Task statement: Reply with each record repeated exactly.
= Beginning of Section =
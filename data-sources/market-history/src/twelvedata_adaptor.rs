use tracing::info;
use twelvedata::{
    error::Error,
    time_series::{ApiCandle, Order, TimeSeriesQuery},
};

use crate::{candle::Candle, series::Series, FetchSeriesInput};

pub async fn fetch_series(input: FetchSeriesInput) -> Result<Series, Error> {
    let series = twelvedata::fetch_time_series(
        input.api_host,
        TimeSeriesQuery {
            symbol: input.symbol,
            interval: input.interval,
            outputsize: input.outputsize,
            order: Order::Asc,
            apikey: input.api_key,
        },
    )
    .await?;

    info!("Fetched {} candles", series.values.len());

    Ok(series
        .values
        .into_iter()
        .map(Into::into)
        .collect::<Vec<_>>()
        .into())
}

impl From<ApiCandle> for Candle {
    fn from(c: ApiCandle) -> Self {
        Self {
            ts: c.ts,
            open: c.open,
            high: c.high,
            low: c.low,
            close: c.close,
            volume: c.volume.unwrap_or(0.0),
        }
    }
}

impl From<Vec<Candle>> for Series {
    fn from(candles: Vec<Candle>) -> Self {
        Series::from_unordered(candles)
    }
}
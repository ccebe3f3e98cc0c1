use chrono::{DateTime, Utc};

#[derive(Debug, Clone, PartialEq)]
pub struct Candle {
    pub ts: DateTime<Utc>,
    pub open: f64,
    pub high: f64,
    pub low: f64,
    pub close: f64,
    pub volume: f64,
}
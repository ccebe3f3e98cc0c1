use std::{borrow::Cow, str::FromStr, time::Duration};

use serde::{de, Deserialize, Deserializer, Serializer};

/// Candle bucket size, stored as a span in seconds. `fmt` renders the
/// token the provider understands (`1h`, `1day`, ...).
#[derive(Clone, Debug, Deserialize, Eq, PartialEq)]
pub struct Interval(#[serde(deserialize_with = "deser_interval_secs_from_string")] u32);

pub static MINUTE: u32 = 60;
pub static HOUR: u32 = 60 * MINUTE;
pub static DAY: u32 = 24 * HOUR;
pub static WEEK: u32 = 7 * DAY;

impl Interval {
    pub fn mins(v: u32) -> Self {
        Interval(v * MINUTE)
    }

    pub fn hours(v: u32) -> Self {
        Interval(v * HOUR)
    }

    pub fn days(v: u32) -> Self {
        Interval(v * DAY)
    }

    pub fn weeks(v: u32) -> Self {
        Interval(v * WEEK)
    }

    pub fn months(v: u32) -> Self {
        Interval(v * 4 * WEEK) // maybe
    }

    pub fn duration(&self) -> Duration {
        Duration::from_secs(self.0 as u64)
    }

    pub fn fmt(&self) -> String {
        match self.0 {
            v if MINUTE == v => "1min".to_string(),
            v if 5 * MINUTE == v => "5min".to_string(),
            v if 15 * MINUTE == v => "15min".to_string(),
            v if 30 * MINUTE == v => "30min".to_string(),
            v if 45 * MINUTE == v => "45min".to_string(),
            v if HOUR == v => "1h".to_string(),
            v if 2 * HOUR == v => "2h".to_string(),
            v if 4 * HOUR == v => "4h".to_string(),
            v if 8 * HOUR == v => "8h".to_string(),
            v if DAY == v => "1day".to_string(),
            v if WEEK == v => "1week".to_string(),
            v if 4 * WEEK == v => "1month".to_string(),
            _ => unreachable!("incorrect interval: {}", self.0),
        }
    }
}

impl FromStr for Interval {
    type Err = String;
    fn from_str(s: &str) -> Result<Self, Self::Err> {
        match s {
            "1min" => Ok(Interval::mins(1)),
            "5min" => Ok(Interval::mins(5)),
            "15min" => Ok(Interval::mins(15)),
            "30min" => Ok(Interval::mins(30)),
            "45min" => Ok(Interval::mins(45)),
            "1h" => Ok(Interval::hours(1)),
            "2h" => Ok(Interval::hours(2)),
            "4h" => Ok(Interval::hours(4)),
            "8h" => Ok(Interval::hours(8)),
            "1day" => Ok(Interval::days(1)),
            "1week" => Ok(Interval::weeks(1)),
            "1month" => Ok(Interval::months(1)),
            _ => Err(format!("Incorrect interval: {s}")),
        }
    }
}

pub fn ser_interval<S: Serializer>(interval: &Interval, serializer: S) -> Result<S::Ok, S::Error> {
    let value = interval.fmt();
    serializer.serialize_str(&value)
}

fn deser_interval_secs_from_string<'de, D: Deserializer<'de>>(
    deserializer: D,
) -> Result<u32, D::Error> {
    let string_value = Cow::<str>::deserialize(deserializer)?;
    Interval::from_str(&string_value)
        .map_err(de::Error::custom)
        .map(|interval| interval.0)
}

#[cfg(test)]
mod tests {
    use std::str::FromStr;

    use super::Interval;

    #[test]
    fn interval_tokens_round_trip() {
        for token in ["1min", "45min", "1h", "1day", "1week", "1month"] {
            assert_eq!(Interval::from_str(token).unwrap().fmt(), token);
        }
    }

    #[test]
    fn unsupported_token_is_rejected() {
        assert!(Interval::from_str("2day").is_err());
    }

    #[test]
    fn hourly_is_denser_than_daily() {
        assert!(Interval::hours(1).duration() < Interval::days(1).duration());
    }
}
= End of Section =
Finished task:
filename data-sources/market-history/src/twelvedata_adaptor.rs
use tracing::info;
use twelvedata::{
    error::Error,
    time_series::{ApiCandle, Order, TimeSeriesQuery},
};

use crate::{candle::Candle, series::Series, FetchSeriesInput};

pub async fn fetch_series(input: FetchSeriesInput) -> Result<Series, Error> {
    let series = twelvedata::fetch_time_series(
        input.api_host,
        TimeSeriesQuery {
            symbol: input.symbol,
            interval: input.interval,
            outputsize: input.outputsize,
            order: Order::Asc,
            apikey: input.api_key,
        },
    )
    .await?;

    info!("Fetched {} candles", series.values.len());

    Ok(series
        .values
        .into_iter()
        .map(Into::into)
        .collect::<Vec<_>>()
        .into())
}

impl From<ApiCandle> for Candle {
    fn from(c: ApiCandle) -> Self {
        Self {
            ts: c.ts,
            open: c.open,
            high: c.high,
            low: c.low,
            close: c.close,
            volume: c.volume.unwrap_or(0.0),
        }
    }
}

impl From<Vec<Candle>> for Series {
    fn from(candles: Vec<Candle>) -> Self {
        Series::from_unordered(candles)
    }
}
repository ccebe3f3e98cc0c1
use chrono::{DateTime, Utc};

#[derive(Debug, Clone, PartialEq)]
pub struct Candle {
    pub ts: DateTime<Utc>,
    pub open: f64,
    pub high: f64,
    pub low: f64,
    pub close: f64,
    pub volume: f64,
}
repository ccebe3f3e98cc0c1
use std::{borrow::Cow, str::FromStr, time::Duration};

use serde::{de, Deserialize, Deserializer, Serializer};

/// Candle bucket size, stored as a span in seconds. `fmt` renders the
/// token the provider understands (`1h`, `1day`, ...).
#[derive(Clone, Debug, Deserialize, Eq, PartialEq)]
pub struct Interval(#[serde(deserialize_with = "deser_interval_secs_from_string")] u32);

pub static MINUTE: u32 = 60;
pub static HOUR: u32 = 60 * MINUTE;
pub static DAY: u32 = 24 * HOUR;
pub static WEEK: u32 = 7 * DAY;

impl Interval {
    pub fn mins(v: u32) -> Self {
        Interval(v * MINUTE)
    }

    pub fn hours(v: u32) -> Self {
        Interval(v * HOUR)
    }

    pub fn days(v: u32) -> Self {
        Interval(v * DAY)
    }

    pub fn weeks(v: u32) -> Self {
        Interval(v * WEEK)
    }

    pub fn months(v: u32) -> Self {
        Interval(v * 4 * WEEK) // maybe
    }

    pub fn duration(&self) -> Duration {
        Duration::from_secs(self.0 as u64)
    }

    pub fn fmt(&self) -> String {
        match self.0 {
            v if MINUTE == v => "1min".to_string(),
            v if 5 * MINUTE == v => "5min".to_string(),
            v if 15 * MINUTE == v => "15min".to_string(),
            v if 30 * MINUTE == v => "30min".to_string(),
            v if 45 * MINUTE == v => "45min".to_string(),
            v if HOUR == v => "1h".to_string(),
            v if 2 * HOUR == v => "2h".to_string(),
            v if 4 * HOUR == v => "4h".to_string(),
            v if 8 * HOUR == v => "8h".to_string(),
            v if DAY == v => "1day".to_string(),
            v if WEEK == v => "1week".to_string(),
            v if 4 * WEEK == v => "1month".to_string(),
            _ => unreachable!("incorrect interval: {}", self.0),
        }
    }
}

impl FromStr for Interval {
    type Err = String;
    fn from_str(s: &str) -> Result<Self, Self::Err> {
        match s {
            "1min" => Ok(Interval::mins(1)),
            "5min" => Ok(Interval::mins(5)),
            "15min" => Ok(Interval::mins(15)),
            "30min" => Ok(Interval::mins(30)),
            "45min" => Ok(Interval::mins(45)),
            "1h" => Ok(Interval::hours(1)),
            "2h" => Ok(Interval::hours(2)),
            "4h" => Ok(Interval::hours(4)),
            "8h" => Ok(Interval::hours(8)),
            "1day" => Ok(Interval::days(1)),
            "1week" => Ok(Interval::weeks(1)),
            "1month" => Ok(Interval::months(1)),
            _ => Err(format!("Incorrect interval: {s}")),
        }
    }
}

pub fn ser_interval<S: Serializer>(interval: &Interval, serializer: S) -> Result<S::Ok, S::Error> {
    let value = interval.fmt();
    serializer.serialize_str(&value)
}

fn deser_interval_secs_from_string<'de, D: Deserializer<'de>>(
    deserializer: D,
) -> Result<u32, D::Error> {
    let string_value = Cow::<str>::deserialize(deserializer)?;
    Interval::from_str(&string_value)
        .map_err(de::Error::custom)
        .map(|interval| interval.0)
}

#[cfg(test)]
mod tests {
    use std::str::FromStr;

    use super::Interval;

    #[test]
    fn interval_tokens_round_trip() {
        for token in ["1min", "45min", "1h", "1day", "1week", "1month"] {
            assert_eq!(Interval::from_str(token).unwrap().fmt(), token);
        }
    }

    #[test]
    fn unsupported_token_is_rejected() {
        assert!(Interval::from_str("2day").is_err());
    }

    #[test]
    fn hourly_is_denser_than_daily() {
        assert!(Interval::hours(1).duration() < Interval::days(1).duration());
    }
}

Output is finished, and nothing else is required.